If problems arise with the insulation of the heating element, current may leak into its body. If a current protection unit is installed in the system, it will start to operate when it reaches half the rated value. But the multimeter does not detect it, since there is no short circuit to the housing. To check the insulation and measure its resistance, use a megohmmeter in the measuring range of 500 V. One probe touches the contact of the element, the second touches its body. Normally, the indicator will be more than 0.5 Mohm.

Water heaters with dry heater ^

The “dry” heater technology helps make the water heater more reliable, safer and easier to maintain.

The heater spiral in such a device is enclosed in a special metal flask. This completely prevents contact of live parts with water.

Thanks to this solution, a water heater with a “dry” heater received the following advantages:

  1. Safety. A boiler with a conventional heater in the event of a “breakdown” or short circuit could produce an electric shock when a person’s skin comes into contact with water.
  2. No need for protection against electrochemical corrosion.
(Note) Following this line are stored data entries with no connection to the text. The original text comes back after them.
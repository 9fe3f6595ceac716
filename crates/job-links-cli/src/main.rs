//! Job Links CLI — entry point.

use clap::{CommandFactory, Parser, Subcommand};
use clap_complete::Shell;

use job_links::{
    clean_job_url, extract_job_info, format_urls, is_valid_job_url, CleanOptions, Extractor, Site,
};
use job_links_cli::config::{format_options, resolve_site, resolve_site_with};
use job_links_cli::input::{read_candidates, read_jsonld_blocks};

#[derive(Parser)]
#[command(
    name = "job-links",
    about = "Extract, clean and deduplicate job posting links from job boards",
    version
)]
struct Cli {
    /// Log level (trace, debug, info, warn, error).
    #[arg(long, default_value = "warn", global = true)]
    log_level: String,

    /// Output results as JSON (machine-readable).
    #[arg(long, global = true)]
    json: bool,

    #[command(subcommand)]
    command: Commands,
}

#[derive(Subcommand)]
enum Commands {
    /// Extract job links from candidate URLs (one per line).
    Extract {
        /// Site key (seek, linkedin, indeed, trademe).
        /// Also reads from JOB_LINKS_SITE env var.
        #[arg(short, long)]
        site: Option<String>,

        /// URL of the page the candidates came from, used to detect the site.
        /// Also reads from JOB_LINKS_PAGE_URL env var.
        #[arg(long)]
        page_url: Option<String>,

        /// Candidate file, or - for stdin.
        #[arg(short, long, default_value = "-")]
        input: String,

        /// File holding one application/ld+json block. Repeatable.
        #[arg(long)]
        jsonld: Vec<String>,

        /// Keep query strings on non-LinkedIn links.
        #[arg(long)]
        keep_query: bool,

        /// Prefix each link with its 1-based position.
        #[arg(long)]
        index: bool,

        /// Print a "Total: N links" header.
        #[arg(long)]
        count: bool,

        /// Separator between links (\n and \t escapes allowed).
        #[arg(long, default_value = "\\n")]
        separator: String,
    },

    /// Canonicalize URLs without site validation.
    Clean {
        /// URLs to clean.
        #[arg(required = true)]
        urls: Vec<String>,

        /// Keep the #fragment.
        #[arg(long)]
        keep_hash: bool,

        /// Keep the query string.
        #[arg(long)]
        keep_query: bool,
    },

    /// Check whether a URL is a job-detail page for a site.
    Validate {
        url: String,

        /// Site key (seek, linkedin, indeed, trademe).
        #[arg(short, long)]
        site: String,
    },

    /// Show the job id recovered from a URL.
    Info {
        url: String,

        /// Site key. Detected from the URL when omitted.
        #[arg(short, long)]
        site: Option<String>,
    },

    /// Print supported sites as JSON.
    Sites,

    /// Generate shell completion scripts.
    ///
    /// Examples:
    ///   job-links completions bash > ~/.local/share/bash-completion/completions/job-links
    ///   job-links completions zsh > ~/.zfunc/_job-links
    Completions {
        /// Shell type (bash, zsh, fish, powershell, elvish).
        shell: Shell,
    },

    /// Launch interactive REPL mode.
    Repl {
        /// Site key or page URL to start with.
        #[arg(short, long)]
        site: Option<String>,
    },
}

fn main() -> anyhow::Result<()> {
    let cli = Cli::parse();

    let filter = tracing_subscriber::EnvFilter::try_from_default_env()
        .unwrap_or_else(|_| tracing_subscriber::EnvFilter::new(&cli.log_level));

    tracing_subscriber::fmt()
        .with_env_filter(filter)
        .with_writer(std::io::stderr)
        .init();

    match cli.command {
        Commands::Extract {
            site,
            page_url,
            input,
            jsonld,
            keep_query,
            index,
            count,
            separator,
        } => {
            let site = resolve_site(site.as_deref(), page_url.as_deref())?;
            let candidates = read_candidates(&input)?;
            let blocks = read_jsonld_blocks(&jsonld)?;

            let mut extractor = Extractor::new(site).with_options(CleanOptions {
                remove_tracking: !keep_query,
                ..site.clean_options()
            });
            if !blocks.is_empty() {
                extractor = extractor.with_structured_data(blocks);
            }

            let extraction = extractor.run(&|| candidates.clone());
            if cli.json {
                println!("{}", serde_json::to_string_pretty(&extraction)?);
            } else if extraction.is_empty() {
                eprintln!("No job links found on {}.", site.display_name());
            } else {
                let opts = format_options(&separator, index, count);
                println!("{}", format_urls(&extraction.links, &opts));
            }
        }

        Commands::Clean {
            urls,
            keep_hash,
            keep_query,
        } => {
            let opts = CleanOptions {
                remove_tracking: !keep_query,
                remove_hash: !keep_hash,
                ..CleanOptions::default()
            };
            let cleaned: Vec<(String, String)> = urls
                .into_iter()
                .map(|url| {
                    let c = clean_job_url(&url, &opts);
                    (url, c)
                })
                .collect();

            if cli.json {
                let items: Vec<_> = cleaned
                    .iter()
                    .map(|(url, c)| serde_json::json!({ "url": url, "cleaned": c }))
                    .collect();
                println!("{}", serde_json::to_string_pretty(&items)?);
            } else {
                for (url, c) in &cleaned {
                    if c.is_empty() {
                        eprintln!("Discarded: {url}");
                    } else {
                        println!("{c}");
                    }
                }
            }
        }

        Commands::Validate { url, site } => {
            let site: Site = site.parse()?;
            let valid = is_valid_job_url(&url, site);
            if cli.json {
                let out = serde_json::json!({ "url": url, "site": site, "valid": valid });
                println!("{}", serde_json::to_string_pretty(&out)?);
            } else if valid {
                println!("Valid {} job URL: {url}", site.display_name());
            } else {
                println!("Not a {} job URL: {url}", site.display_name());
            }
            if !valid {
                std::process::exit(1);
            }
        }

        Commands::Info { url, site } => {
            let site = match site {
                Some(key) => key.parse::<Site>()?,
                None => resolve_site_with(None, None, Some(&url))?,
            };
            let info = extract_job_info(&url, site);
            if cli.json {
                println!("{}", serde_json::to_string_pretty(&info)?);
            } else {
                println!("Site: {}", site.display_name());
                println!("URL:  {}", info.url);
                println!("Id:   {}", info.id.as_deref().unwrap_or("(none)"));
            }
        }

        Commands::Sites => {
            let sites: Vec<_> = Site::ALL
                .iter()
                .map(|site| {
                    let rules = site.rules();
                    serde_json::json!({
                        "key": rules.key,
                        "name": rules.name,
                        "domains": rules.domains,
                        "path_markers": rules.path_markers,
                        "excluded_paths": rules.excluded_paths,
                        "page_pattern": rules.page_pattern.source(),
                        "structured_data": rules.structured_data_marker.is_some(),
                    })
                })
                .collect();
            println!("{}", serde_json::to_string_pretty(&sites)?);
        }

        Commands::Completions { shell } => {
            let mut cmd = Cli::command();
            clap_complete::generate(shell, &mut cmd, "job-links", &mut std::io::stdout());
        }

        Commands::Repl { site } => {
            let site = site
                .as_deref()
                .and_then(|s| s.parse::<Site>().ok().or_else(|| Site::detect(s)));
            job_links_cli::repl::run(site)?;
        }
    }

    Ok(())
}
Since a “dry” heater does not come into contact with water, it does not need to be protected with a magnesium anode. Accordingly, the need to periodically open the water heater and check the condition of the anode has disappeared.

“Dry” heating is an expensive technology and is not used in budget models.

As a rule, when purchasing a water heater with a “dry” heater, the buyer receives a device with “advanced” automation and reliable components made from expensive materials.

How to change the heating device?

We found the heating element and made sure that it should be replaced. First, disconnect all wires. To avoid confusion in the future, it is recommended to first record the order of their connection with a camera.

To remove the heating element, you need to unscrew the nut located in the middle part of the device. Now you need to pry the heater with a screwdriver and carefully remove it, rocking it in different directions. It is now recommended to immediately remove scale from other elements surrounding the water heater. The new heating element is carefully installed on special mounts. If you make a mistake, it will touch the tank during operation. All that remains is to connect the wires and assemble the machine to run it for testing.